Arizona bill would add financial class to high school graduation requirement
Feb 7, 2019, 4:00 AM
(Pixabay Photo)
PHOENIX — Proponents of a new Arizona bill hope to help high schoolers learn to manage their money before becoming adults.
“Senate Bill 1184 would require high school students to have financial education and money management in their semester in econ, and that would be a requirement for graduation from high school,” state Treasurer Kimberly Yee told KTAR News 92.3 FM on Wednesday.
Yee said some of the concepts students would learn in a class include balancing a checkbook and understanding the consequences of debt.
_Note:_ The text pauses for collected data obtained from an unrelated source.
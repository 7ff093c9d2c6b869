//! Color parsing and formatting for the solid-color and pixel commands.

use crate::error::{LedlinkError, Result};

/// An 8-bit-per-channel color as the controller expects it.
#[derive(Debug, Clone, Copy, PartialEq, Eq, Default)]
pub struct Rgb {
    pub r: u8,
    pub g: u8,
    pub b: u8,
}

impl Rgb {
    pub const OFF: Rgb = Rgb { r: 0, g: 0, b: 0 };

    pub const fn new(r: u8, g: u8, b: u8) -> Self {
        Rgb { r, g, b }
    }
}

impl From<(u8, u8, u8)> for Rgb {
    fn from((r, g, b): (u8, u8, u8)) -> Self {
        Rgb { r, g, b }
    }
}

/// Parse a color string.
///
/// Accepts:
/// - Hex: `"#FF5050"`, `"FF5050"`, `"#ff5050"`
/// - Named: `"red"`, `"green"`, `"blue"`, `"white"`, `"orange"`, `"yellow"`, `"purple"`, `"cyan"`, `"off"`
pub fn parse_color(s: &str) -> Result<Rgb> {
    let s = s.trim();

    match s.to_lowercase().as_str() {
        "red" => return Ok(Rgb::new(255, 0, 0)),
        "green" => return Ok(Rgb::new(0, 255, 0)),
        "blue" => return Ok(Rgb::new(0, 0, 255)),
        "white" => return Ok(Rgb::new(255, 255, 255)),
        "orange" => return Ok(Rgb::new(255, 128, 0)),
        "yellow" => return Ok(Rgb::new(255, 255, 0)),
        "purple" => return Ok(Rgb::new(128, 0, 255)),
        "cyan" => return Ok(Rgb::new(0, 255, 255)),
        "off" | "black" => return Ok(Rgb::OFF),
        _ => {}
    }

    let hex = s.strip_prefix('#').unwrap_or(s);
    if hex.len() != 6 || !hex.is_ascii() {
        return Err(LedlinkError::Color(format!(
            "Invalid color: {s} (use #RRGGBB or a color name)"
        )));
    }
    // from_str_radix tolerates a leading sign
    if !hex.bytes().all(|b| b.is_ascii_hexdigit()) {
        return Err(LedlinkError::Color(format!("Invalid hex color: {s}")));
    }
    let val = u32::from_str_radix(hex, 16)
        .map_err(|_| LedlinkError::Color(format!("Invalid hex color: {s}")))?;
    Ok(Rgb::new((val >> 16) as u8, (val >> 8) as u8, val as u8))
}

/// Format a color as `#RRGGBB`.
pub fn format_color(c: Rgb) -> String {
    format!("#{:02X}{:02X}{:02X}", c.r, c.g, c.b)
}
“High school students are required already to have an economics semester. This now says in your economics class, in that one semester, please teach personal finance so that they’re prepared for the real world when they graduate from high school,” she said.
Treasurer @KimberlyYeeAZ and others testified yesterday before the AZ Senate Education Committee in support of S.B. 1184 which would require personal finance training for all high school students prior to graduation. Click for details. https://t.co/VyIlVbfGJR #financialliteracy pic.twitter.com/kAHQHpvN8l
— Office of the State Treasurer of Arizona (@AZTreasury) February 6, 2019
Yee said the bill passed out of the Arizona Senate Education Committee on Tuesday with a unanimous vote.
The bill will now move through the state Senate within the next few weeks, and if it passes, it will be voted on by the House.
She said some citizens who spoke in support of the bill included teachers, Girl Scouts and a businesswoman who said she could have benefited from money management skills when she became a single mother.
Yee said it was important to her to have the Girl Scouts support the bill because of statistics that show women carry higher debt than men.
“But really for me, it was to show that financial coursework and financial classes and the financial world is for men and women, and … it does appear women do need a little more financial assistance in these areas based on what we pulled here,” she said.
“I wanted to get the message out to young girls that this curriculum matters.”
KTAR News 92.3 FM’s Nailea Leon contributed to this report.